_WORK INSTRUCTION_
Report how many lines contain the word "mode" in the listing that follows. Give nothing besides the number.
<<<<
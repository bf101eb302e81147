//! Aggregate statistics over an analysis's attached tracks.
//!
//! Numeric fields get mean plus min/max with the originating track id;
//! categorical fields get frequency counts. Field access goes through an
//! explicit dispatch table so adding a field is one line, checked at
//! compile time.

use serde_json::{json, Map, Value};
use std::collections::BTreeMap;

use crate::db::TrackFeatureRow;

type NumericGetter = fn(&TrackFeatureRow) -> Option<f64>;
type CategoricalGetter = fn(&TrackFeatureRow) -> Option<i64>;

const NUMERIC_FIELDS: &[(&str, NumericGetter)] = &[
    ("danceability", |t| t.danceability),
    ("energy", |t| t.energy),
    ("tempo", |t| t.tempo),
    ("valence", |t| t.valence),
    ("loudness", |t| t.loudness),
    ("speechiness", |t| t.speechiness),
    ("acousticness", |t| t.acousticness),
    ("instrumentalness", |t| t.instrumentalness),
    ("liveness", |t| t.liveness),
];

const CATEGORICAL_FIELDS: &[(&str, CategoricalGetter)] = &[
    ("key_signature", |t| t.key_signature),
    ("mode", |t| t.mode),
    ("time_signature", |t| t.time_signature),
];

pub fn compute(tracks: &[TrackFeatureRow]) -> Value {
    let mut numeric = Map::new();
    for (name, getter) in NUMERIC_FIELDS {
        if let Some(stats) = numeric_field(tracks, *getter) {
            numeric.insert((*name).to_string(), stats);
        }
    }

    let mut categorical = Map::new();
    for (name, getter) in CATEGORICAL_FIELDS {
        let mut counts: BTreeMap<i64, u64> = BTreeMap::new();
        for track in tracks {
            if let Some(v) = getter(track) {
                *counts.entry(v).or_default() += 1;
            }
        }
        let counts: Map<String, Value> = counts
            .into_iter()
            .map(|(k, v)| (k.to_string(), json!(v)))
            .collect();
        categorical.insert((*name).to_string(), Value::Object(counts));
    }

    json!({
        "track_count": tracks.len(),
        "numeric": numeric,
        "categorical": categorical,
    })
}

fn numeric_field(tracks: &[TrackFeatureRow], getter: NumericGetter) -> Option<Value> {
    let mut sum = 0.0;
    let mut count = 0u64;
    let mut min: Option<(f64, i64)> = None;
    let mut max: Option<(f64, i64)> = None;

    for track in tracks {
        let Some(v) = getter(track) else { continue };
        sum += v;
        count += 1;
        if min.map_or(true, |(m, _)| v < m) {
            min = Some((v, track.id));
        }
        if max.map_or(true, |(m, _)| v > m) {
            max = Some((v, track.id));
        }
    }

    let (min, max) = (min?, max?);
    Some(json!({
        "mean": sum / count as f64,
        "min": { "value": min.0, "track_id": min.1 },
        "max": { "value": max.0, "track_id": max.1 },
    }))
}
//! Websocket endpoint: fans out relay events to every connected client and
//! records acknowledgements sent back over the same connection.

use axum::{
    extract::{
        ws::{CloseFrame, Message, WebSocket, WebSocketUpgrade},
        State,
    },
    response::IntoResponse,
    routing::get,
    Router,
};
use futures::{SinkExt, StreamExt};
use serde::Deserialize;
use serde_json::json;
use std::borrow::Cow;
use std::sync::Arc;
use tokio::sync::broadcast::error::RecvError;
use tracing::{debug, warn};

use super::{BroadcastBus, NOTIFICATIONS_TOPIC};
use crate::db::{self, Pool};

// Close codes in the application range; each failure mode gets its own.
pub const CLOSE_INVALID_JSON: u16 = 4000;
pub const CLOSE_INVALID_MESSAGE_FORMAT: u16 = 4001;
pub const CLOSE_USER_DOES_NOT_EXIST: u16 = 4002;
pub const CLOSE_NOTIFICATION_DOES_NOT_EXIST: u16 = 4003;

#[derive(Clone)]
pub struct WsState {
    pub pool: Pool,
    pub bus: Arc<BroadcastBus>,
}

pub fn router(state: WsState) -> Router {
    Router::new()
        .route("/ws/notifications", get(ws_handler))
        .with_state(state)
}

async fn ws_handler(ws: WebSocketUpgrade, State(state): State<WsState>) -> impl IntoResponse {
    ws.on_upgrade(move |socket| handle_socket(socket, state))
}

/// Inbound acknowledgement message. Ids arrive as strings on the wire.
#[derive(Debug, Deserialize)]
struct AckMessage {
    user_id: String,
    notification_id: String,
    #[serde(default)]
    message: Option<String>,
}

/// How an acknowledgement attempt failed: the error payload to answer with
/// and the close code to hang up with.
#[derive(Debug, PartialEq, Eq)]
pub struct AckFailure {
    pub payload: String,
    pub close_code: u16,
}

impl AckFailure {
    fn new(reason: &str, close_code: u16) -> Self {
        Self {
            payload: json!({ "error": reason }).to_string(),
            close_code,
        }
    }
}

/// Validate and apply one inbound acknowledgement. Split from the socket
/// loop so the protocol is testable without a connection.
pub async fn handle_ack(pool: &Pool, text: &str) -> Result<String, AckFailure> {
    let value: serde_json::Value = serde_json::from_str(text)
        .map_err(|_| AckFailure::new("invalid JSON", CLOSE_INVALID_JSON))?;
    let msg: AckMessage = serde_json::from_value(value)
        .map_err(|_| AckFailure::new("invalid message format", CLOSE_INVALID_MESSAGE_FORMAT))?;

    let user_id: i64 = msg
        .user_id
        .parse()
        .map_err(|_| AckFailure::new("invalid message format", CLOSE_INVALID_MESSAGE_FORMAT))?;
    let notification_id: i64 = msg
        .notification_id
        .parse()
        .map_err(|_| AckFailure::new("invalid message format", CLOSE_INVALID_MESSAGE_FORMAT))?;

    let user = db::get_user(pool, user_id)
        .await
        .map_err(|_| AckFailure::new("user lookup failed", CLOSE_USER_DOES_NOT_EXIST))?;
    if user.is_none() {
        return Err(AckFailure::new(
            "user does not exist",
            CLOSE_USER_DOES_NOT_EXIST,
        ));
    }
    let notification = db::get_notification(pool, notification_id)
        .await
        .map_err(|_| {
            AckFailure::new(
                "notification lookup failed",
                CLOSE_NOTIFICATION_DOES_NOT_EXIST,
            )
        })?;
    if notification.is_none() {
        return Err(AckFailure::new(
            "notification does not exist",
            CLOSE_NOTIFICATION_DOES_NOT_EXIST,
        ));
    }

    db::acknowledge_notification(pool, notification_id, user_id, msg.message.as_deref())
        .await
        .map_err(|_| {
            AckFailure::new(
                "notification lookup failed",
                CLOSE_NOTIFICATION_DOES_NOT_EXIST,
            )
        })?;

    Ok(json!({ "status": "acknowledged" }).to_string())
}

async fn handle_socket(socket: WebSocket, state: WsState) {
    let (mut sender, mut receiver) = socket.split();
    let mut events = state.bus.subscribe();

    loop {
        tokio::select! {
            event = events.recv() => {
                match event {
                    Ok(event) if event.topic == NOTIFICATIONS_TOPIC => {
                        if sender.send(Message::Text(event.payload)).await.is_err() {
                            break;
                        }
                    }
                    Ok(_) => {}
                    Err(RecvError::Lagged(skipped)) => {
                        warn!(skipped, "event stream lagged; events dropped for this client");
                    }
                    Err(RecvError::Closed) => break,
                }
            }
            msg = receiver.next() => {
                match msg {
                    Some(Ok(Message::Text(text))) => {
                        match handle_ack(&state.pool, &text).await {
                            Ok(response) => {
                                if sender.send(Message::Text(response)).await.is_err() {
                                    break;
                                }
                            }
                            Err(failure) => {
                                let _ = sender.send(Message::Text(failure.payload.clone())).await;
                                let _ = sender
                                    .send(Message::Close(Some(CloseFrame {
                                        code: failure.close_code,
                                        reason: Cow::Borrowed("acknowledgement rejected"),
                                    })))
                                    .await;
                                break;
                            }
                        }
                    }
                    Some(Ok(Message::Close(_))) | None => {
                        debug!("websocket client disconnected");
                        break;
                    }
                    Some(Ok(_)) => {}
                    Some(Err(err)) => {
                        warn!(?err, "websocket error");
                        break;
                    }
                }
            }
        }
    }
}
>>>>
_OUTPUT BELOW_
2